Brussels issues 7 billion euros in EU bonds

by time news

The European Commission has issued this Wednesday, February 15, 7,000 million euros in European Union (EU) bonds, in its second syndicated operation for 2023, which consists of an extension of the EU bond to 7 years maturing on February 4. December 2029 and a 20-year bond extension due November 4, 2042 to support Recovery and Resilience funds and macro-financial assistance to Ukraine.

Investors have shown great interest in EU bonds, with each of the two tranches being oversubscribed, with 14 times for the 7-year issue and more than 12 times for the 20-year issue.

This Tuesday’s syndicated transaction was the second carried out based on the unified financing approach that the Commission has introduced as the main financing method as of January 2023.

With this transaction the Commission has already raised €20 billion of its €80 billion funding target for the first half of 2023 to support the NextGenerationEU recovery program and the macro-financial assistance program for Ukraine.

This includes two bond auctions totaling €8.2bn held in January and early February, as well as €5bn in the first syndicated deal of the year.
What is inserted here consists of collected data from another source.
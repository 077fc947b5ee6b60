//! URL-to-QR session pipeline.

use serde_json::json;
use tracing::{debug, info};

use crate::domain::entities::ValidatedUrl;
use crate::domain::session::SessionHandle;
use crate::error::AppError;
use crate::utils::qr_encoder::QrEncoder;

/// URL shown and encoded for sessions that have not submitted one yet.
pub const DEFAULT_URL: &str = "https://example.com";

/// Result of a URL submission that did not fail unexpectedly.
#[derive(Debug, Clone, Copy, PartialEq, Eq)]
pub enum SubmitOutcome {
    /// No `url` value, or an empty one.
    MissingInput,
    /// A value was given but is not a valid URL.
    InvalidInput,
    /// The URL and its QR image replaced the session record.
    Success,
}

/// Service tying validation, QR encoding and session persistence together.
///
/// Holds no per-session state; every read goes through the [`SessionHandle`] passed in.
#[derive(Debug, Clone)]
pub struct QrService {
    encoder: QrEncoder,
    default_url: ValidatedUrl,
}

impl QrService {
    /// Creates the service, checking the default URL once.
    ///
    /// # Errors
    ///
    /// Returns [`AppError::Internal`] if `default_url` does not pass validation; the
    /// server refuses to start in that case.
    pub fn new(encoder: QrEncoder, default_url: &str) -> Result<Self, AppError> {
        let default_url = ValidatedUrl::parse(default_url).ok_or_else(|| {
            AppError::internal(
                "Default URL failed validation",
                json!({ "default_url": default_url }),
            )
        })?;

        Ok(Self {
            encoder,
            default_url,
        })
    }

    pub fn default_url(&self) -> &ValidatedUrl {
        &self.default_url
    }

    /// Validates a submitted URL and, if it passes, stores it with its QR image.
    ///
    /// # Flow
    ///
    /// 1. Missing or empty input returns [`SubmitOutcome::MissingInput`]
    /// 2. Input rejected by the validator returns [`SubmitOutcome::InvalidInput`]
    /// 3. Otherwise the image is rendered and the record replaced in one write
    ///
    /// The session is untouched unless the outcome is [`SubmitOutcome::Success`].
    ///
    /// # Errors
    ///
    /// Returns [`AppError::Internal`] if encoding fails and propagates session store
    /// failures.
    pub async fn submit(
        &self,
        candidate: Option<&str>,
        session: &SessionHandle,
    ) -> Result<SubmitOutcome, AppError> {
        let Some(candidate) = candidate.filter(|c| !c.is_empty()) else {
            debug!(session = session.id().short(), "Submission without URL");
            return Ok(SubmitOutcome::MissingInput);
        };

        let Some(url) = ValidatedUrl::parse(candidate) else {
            debug!(session = session.id().short(), "Rejected invalid URL");
            return Ok(SubmitOutcome::InvalidInput);
        };

        let png = self.encoder.encode(&url)?;
        let bytes = png.len();
        let host = url.host().unwrap_or_default();
        session.set(url, png).await?;
        info!(
            session = session.id().short(),
            bytes,
            host = %host,
            "Stored QR code"
        );

        Ok(SubmitOutcome::Success)
    }

    /// Returns the session's QR image, materializing the default record on first read.
    ///
    /// The default image is rendered on each miss rather than cached at startup.
    ///
    /// # Errors
    ///
    /// Returns [`AppError::Internal`] if encoding fails and propagates session store
    /// failures.
    pub async fn get_image(&self, session: &SessionHandle) -> Result<Vec<u8>, AppError> {
        if let Some(png) = session.image().await? {
            return Ok(png);
        }

        let png = self.encoder.encode(&self.default_url)?;
        session.set(self.default_url.clone(), png.clone()).await?;
        debug!(
            session = session.id().short(),
            "Materialized default QR code"
        );

        Ok(png)
    }

    /// Returns the session's URL, or the default URL when nothing is stored.
    ///
    /// Read-only: an empty session stays empty.
    pub async fn current_url(&self, session: &SessionHandle) -> Result<ValidatedUrl, AppError> {
        Ok(session
            .url()
            .await?
            .unwrap_or_else(|| self.default_url.clone()))
    }
}
//! Web page route configuration.

use crate::state::AppState;
use crate::web::handlers::index_handler;
use axum::{Router, routing::get};

/// Session-bound page routes.
///
/// # Endpoints
///
/// - `GET /` - Home page
pub fn session_routes() -> Router<AppState> {
    Router::new().route("/", get(index_handler))
}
Of the financing objective of 80,000 million euros, some 70,000 million will go to the Recovery Plan and some 10,000 million to Ukraine.

Specifically, the 7-year bond has a coupon of 1.625% and has been offered at a yield of 2.92%, equivalent to a price of 92,130 euros and with a final order book of more than 42,000 million.

For its part, the 20-year bond carries a coupon of 3.375% and was produced at a reoffer yield of 3.260%, equivalent to a price of 101,638 euros and with a final order book of more than 51,000 million euros.

The joint directors of this transaction were Barclays, BofA Securities Europe, Citigroup Global Markets Europe, Credit Agricole Corporate and Investment Bank and Deutsche Bank.